Daldığı hülyalı dünyadan kulağında yankılanan bağırtıyla çıkarken kendine gelip hızla dışarıya çıktı. Hacer Hanım elinde çantası olan Gökçe'yi kolundan tutmuş çekiştirerek konağa sokmaya çalışıyordu. Genç kız korkuyla sinmiş bir şekilde annesine direnirken Melek'in içi acımıştı.

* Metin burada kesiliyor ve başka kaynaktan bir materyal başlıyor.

impl SharedQueue {
    /// Allocate a queue of `queue_len` blocks of `elem_size` payload bytes.
    pub fn new(elem_size: usize, queue_len: usize) -> Result<Self, ShmError> {
        Self::with_heartbeat(elem_size, queue_len, DEFAULT_HEARTBEAT)
    }

    /// As [`SharedQueue::new`] with an explicit heartbeat period.
    pub fn with_heartbeat(
        elem_size: usize,
        queue_len: usize,
        heartbeat: Duration,
    ) -> Result<Self, ShmError> {
        assert!(elem_size > 0 && queue_len > 0);
        let header_len = std::mem::size_of::<Header>().next_multiple_of(8);
        let block_size = elem_size + SIZE_BYTES + FLAG_BYTES;
        let map = Mapping::anonymous(header_len + block_size * queue_len)?;

        let header = map.as_ptr().cast::<Header>();
        // SAFETY: the mapping is fresh and private to this constructor; the
        // pthread objects are initialised exactly once, in place.
        unsafe {
            RawMutex::init_at(std::ptr::addr_of_mut!((*header).mutex))?;
            RawCondvar::init_at(std::ptr::addr_of_mut!((*header).putters))?;
            RawCondvar::init_at(std::ptr::addr_of_mut!((*header).getters))?;
            RawMutex::init_at(std::ptr::addr_of_mut!((*header).side_tx))?;
            *(*header).tail.get() = 0;
            *(*header).count.get() = 0;
        }

        let mut fds = [0i32; 2];
        // SAFETY: plain pipe(2); checked below.
        let rc = unsafe { libc::pipe(fds.as_mut_ptr()) };
        if rc != 0 {
            return Err(io::Error::last_os_error().into());
        }

        let inner = Arc::new(QueueShared {
            map,
            elem_size,
            queue_len,
            blocks_offset: header_len,
            side_r: fds[0],
            side_w: fds[1],
            heartbeat,
            overflow: Overflow {
                order: Mutex::new(()),
                state: Mutex::new(OverflowState {
                    buf: VecDeque::new(),
                    drainer_pid: 0,
                }),
                cvar: Condvar::new(),
            },
        });

        spawn_heartbeat(&inner);
        Ok(Self { inner })
    }

    /// Payload capacity of one block, i.e. the largest message that avoids
    /// the side channel.
    #[inline]
    pub fn elem_size(&self) -> usize {
        self.inner.elem_size
    }

    /// Number of blocks.
    #[inline]
    pub fn capacity(&self) -> usize {
        self.inner.queue_len
    }

    /// Enqueue a message, blocking while the queue is full (unless
    /// `block = false`, which fails fast with [`ShmError::Full`]).
    ///
    /// Messages larger than [`elem_size`](Self::elem_size) spill to the side
    /// channel but keep their queue position. Earlier `put_async` overflow is
    /// drained first so FIFO order holds across both entry points.
    pub fn put(
        &self,
        bytes: &[u8],
        block: bool,
        timeout: Option<Duration>,
    ) -> Result<(), ShmError> {
        let _order = self.inner.overflow.order.lock().unwrap();
        self.inner.drain_overflow(block)?;
        self.inner.put_sync(bytes, block, timeout)
    }

    /// Non-blocking enqueue. A full queue buffers the message in-process; a
    /// drain thread feeds it in once space opens up.
    pub fn put_async(&self, bytes: &[u8]) {
        match self.put(bytes, false, None) {
            Ok(()) => {}
            Err(ShmError::Full) => {
                {
                    let mut state = self.inner.overflow.state.lock().unwrap();
                    state.buf.push_back(bytes.to_vec());
                    let pid = std::process::id();
                    if state.drainer_pid != pid {
                        state.drainer_pid = pid;
                        spawn_drainer(&self.inner);
                    }
                }
                self.inner.overflow.cvar.notify_one();
            }
            Err(e) => warn!("put_async dropped a message: {e}"),
        }
    }

    /// Dequeue the next message as a scoped view. The slot is released (and
    /// producers signalled) when the guard drops.
    ///
    /// Returns [`ShmError::Empty`] immediately when `block = false`, or after
    /// `timeout` when one is supplied.
    pub fn get_direct(
        &self,
        block: bool,
        timeout: Option<Duration>,
    ) -> Result<QueueSlot<'_>, ShmError> {
        let deadline = timeout.map(|t| Instant::now() + t);
        let q = &*self.inner;
        let header = q.header();

        let mut guard = header.mutex.lock();
        while q.count(&guard) == 0 {
            if !block {
                return Err(ShmError::Empty);
            }
            if let Some(d) = deadline {
                if Instant::now() >= d {
                    return Err(ShmError::Empty);
                }
            }
            // Woken by producers or by the heartbeat broadcast.
            header.getters.wait(&mut guard);
        }

        let tail = q.tail(&guard);
        let ptr = q.block_ptr(tail);
        // SAFETY: the header lock is held and tail addresses an occupied
        // block.
        let side = unsafe { *ptr.add(q.elem_size + SIZE_BYTES) } != 0;
        let data = if side {
            // The real bytes travel through the pipe; the read is serialised
            // by the header lock we already hold.
            SlotData::Owned(q.read_side_frame()?)
        } else {
            let mut size = [0u8; SIZE_BYTES];
            // SAFETY: as above; size field sits at elem_size within the block.
            unsafe {
                std::ptr::copy_nonoverlapping(ptr.add(q.elem_size), size.as_mut_ptr(), SIZE_BYTES);
            }
            SlotData::Borrowed {
                ptr,
                len: u64::from_ne_bytes(size) as usize,
            }
        };

        Ok(QueueSlot {
            queue: q,
            guard: Some(guard),
            data,
        })
    }
}
use std::time::Duration;

use loyalty_engine::{db_types::*, AccrualApi, AccrualClient, AccrualError, AccrualStatus};
use wiremock::{
    matchers::{method, path},
    Mock,
    MockServer,
    ResponseTemplate,
};

const DEADLINE: Duration = Duration::from_secs(2);

async fn client_for(server: &MockServer) -> AccrualClient {
    let _ = env_logger::try_init();
    AccrualClient::new(&server.uri(), Duration::from_secs(5)).expect("Error creating client")
}

#[tokio::test]
async fn processed_order() {
    let server = MockServer::start().await;
    Mock::given(method("GET"))
        .and(path("/api/orders/79927398713"))
        .respond_with(ResponseTemplate::new(200).set_body_json(serde_json::json!({
            "order": "79927398713",
            "status": "PROCESSED",
            "accrual": 729.98
        })))
        .expect(1)
        .mount(&server)
        .await;
    let client = client_for(&server).await;
    let result = client.fetch_accrual(&OrderNumber::from("79927398713"), DEADLINE).await.unwrap();
    assert_eq!(result.status, AccrualStatus::Processed);
    assert_eq!(result.accrual, Points::from(72_998));
}

#[tokio::test]
async fn registered_order_has_no_accrual() {
    let server = MockServer::start().await;
    Mock::given(method("GET"))
        .and(path("/api/orders/79927398713"))
        .respond_with(
            ResponseTemplate::new(200)
                .set_body_json(serde_json::json!({ "order": "79927398713", "status": "REGISTERED" })),
        )
        .mount(&server)
        .await;
    let client = client_for(&server).await;
    let result = client.fetch_accrual(&OrderNumber::from("79927398713"), DEADLINE).await.unwrap();
    assert_eq!(result.status, AccrualStatus::Registered);
    assert_eq!(result.accrual, Points::default());
}

#[tokio::test]
async fn unregistered_order_is_an_authority_error() {
    let server = MockServer::start().await;
    Mock::given(method("GET"))
        .and(path("/api/orders/79927398713"))
        .respond_with(ResponseTemplate::new(204))
        .mount(&server)
        .await;
    let client = client_for(&server).await;
    let err = client.fetch_accrual(&OrderNumber::from("79927398713"), DEADLINE).await.unwrap_err();
    assert!(matches!(err, AccrualError::Authority { status: 204, retry_after: None }), "{err:?}");
}

#[tokio::test]
async fn rate_limit_carries_retry_after() {
    let server = MockServer::start().await;
    Mock::given(method("GET"))
        .and(path("/api/orders/79927398713"))
        .respond_with(
            ResponseTemplate::new(429).insert_header("Retry-After", "60").set_body_string("No more than N requests"),
        )
        .mount(&server)
        .await;
    let client = client_for(&server).await;
    let err = client.fetch_accrual(&OrderNumber::from("79927398713"), DEADLINE).await.unwrap_err();
    match err {
        AccrualError::Authority { status, retry_after } => {
            assert_eq!(status, 429);
            assert_eq!(retry_after, Some(Duration::from_secs(60)));
        },
        e => panic!("Unexpected error: {e:?}"),
    }
}

#[tokio::test]
async fn server_error() {
    let server = MockServer::start().await;
    Mock::given(method("GET")).respond_with(ResponseTemplate::new(500)).mount(&server).await;
    let client = client_for(&server).await;
    let err = client.fetch_accrual(&OrderNumber::from("79927398713"), DEADLINE).await.unwrap_err();
    assert!(matches!(err, AccrualError::Authority { status: 500, .. }));
}

#[tokio::test]
async fn slow_authority_times_out() {
    let server = MockServer::start().await;
    Mock::given(method("GET"))
        .respond_with(
            ResponseTemplate::new(200)
                .set_body_json(serde_json::json!({ "order": "79927398713", "status": "PROCESSED", "accrual": 1 }))
                .set_delay(Duration::from_millis(500)),
        )
        .mount(&server)
        .await;
    let client = client_for(&server).await;
    let deadline = Duration::from_millis(50);
    let err = client.fetch_accrual(&OrderNumber::from("79927398713"), deadline).await.unwrap_err();
    assert!(matches!(err, AccrualError::Timeout(d) if d == deadline), "{err:?}");
}

#[tokio::test]
async fn garbage_body_is_a_decode_error() {
    let server = MockServer::start().await;
    Mock::given(method("GET"))
        .respond_with(ResponseTemplate::new(200).set_body_string("not json"))
        .mount(&server)
        .await;
    let client = client_for(&server).await;
    let err = client.fetch_accrual(&OrderNumber::from("79927398713"), DEADLINE).await.unwrap_err();
    assert!(matches!(err, AccrualError::Decode(_)), "{err:?}");
}

#[tokio::test]
async fn unreachable_authority_is_a_transport_error() {
    // Nothing listens on port 9 on the loopback interface
    let client = AccrualClient::new("http://127.0.0.1:9", Duration::from_secs(5)).unwrap();
    let err = client.fetch_accrual(&OrderNumber::from("79927398713"), DEADLINE).await.unwrap_err();
    assert!(matches!(err, AccrualError::Transport(_)), "{err:?}");
}
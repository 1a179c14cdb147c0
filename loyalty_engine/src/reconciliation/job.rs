use std::time::Duration;

use log::*;
use thiserror::Error;

use crate::{
    accrual::{AccrualApi, AccrualError, AccrualStatus},
    db_types::{AccrualUpdate, Order, OrderNumber, OrderStatusType, Points, UserId},
    LedgerError,
    LedgerStore,
};

/// A request to reconcile one order.
#[derive(Debug, Clone, PartialEq, Eq)]
pub struct ReconcileJob {
    pub order_id: i64,
    pub number: OrderNumber,
    pub user_id: UserId,
    /// 1 for the first fetch, incremented on every re-poll.
    pub attempt: u32,
}

impl ReconcileJob {
    pub fn next_attempt(self) -> Self {
        Self { attempt: self.attempt + 1, ..self }
    }
}

impl From<&Order> for ReconcileJob {
    fn from(order: &Order) -> Self {
        Self { order_id: order.id, number: order.number.clone(), user_id: order.user_id, attempt: 1 }
    }
}

#[derive(Debug, Clone, Error)]
pub enum ReconcileError {
    #[error("{0}")]
    Accrual(#[from] AccrualError),
    #[error("{0}")]
    Ledger(#[from] LedgerError),
}

fn ledger_status(status: AccrualStatus) -> OrderStatusType {
    match status {
        AccrualStatus::Registered | AccrualStatus::Processing => OrderStatusType::Processing,
        AccrualStatus::Invalid => OrderStatusType::Invalid,
        AccrualStatus::Processed => OrderStatusType::Processed,
    }
}

/// Fetches the accrual for the job's order, waiting at most `deadline` for the authority, and applies the answer to the
/// ledger. Returns the order as it is after the update.
///
/// The ledger transaction is not subject to the deadline. Once started it runs to completion.
pub async fn reconcile_order<S, A>(
    store: &S,
    accrual: &A,
    job: &ReconcileJob,
    deadline: Duration,
) -> Result<Order, ReconcileError>
where
    S: LedgerStore,
    A: AccrualApi + ?Sized,
{
    let result = accrual.fetch_accrual(&job.number, deadline).await?;
    let status = ledger_status(result.status);
    let points = if status == OrderStatusType::Processed { result.accrual } else { Points::default() };
    trace!("🧮️ Order {} (attempt {}): authority says {}, {points}", job.number, job.attempt, result.status);
    let update = AccrualUpdate { order_id: job.order_id, user_id: job.user_id, points, status };
    let order = store.apply_accrual(update).await?;
    Ok(order)
}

"Sen kimden izin aldın da gidiyorsun? Bir yere gidemezsin." Gökçe annesine yalvarırken Hacer Hanım ileri giderek genç kıza sert bir tokat atarak yere düşmesine neden olmuştu. Melek hızla merdivenlerden aşağıya koşarken birden olduğu yerde donup kalmıştı. Hacer Hanım tekrar Gökçe'ye vuracağı sırada Vedat'ın araya girmesi ile tokadı yiyen genç adam olmuştu. Kadın eli havada öfkeli bir şekilde genç adama bakarken Vedat'ın bakışlarını görünce bir adım geri atmak zorunda kalmıştı.

"Sakın bir daha o kıza elini sürmeye kalkma. Anası demem seni yaptığına pişman ederim." Vedat'ın sesinde ki tehdit ortamı buz gibi yaparken olanları seyreden Güler Hanım bir eli ağzında hayretini saklamaya çalışıyordu. Vedat yerde korkutan titreyen genç kızı kaldırarak "Arabaya geç!" dedi. Bakışlarını Hacer'den çekmeyerek genç kıza emir verirken Melek yanlarına gelerek Gökçe'nin koluna girerek onu arabaya yönlendirmişti ki Hacer Hanım bu kez Melek'e saldırmaya kalkmıştı.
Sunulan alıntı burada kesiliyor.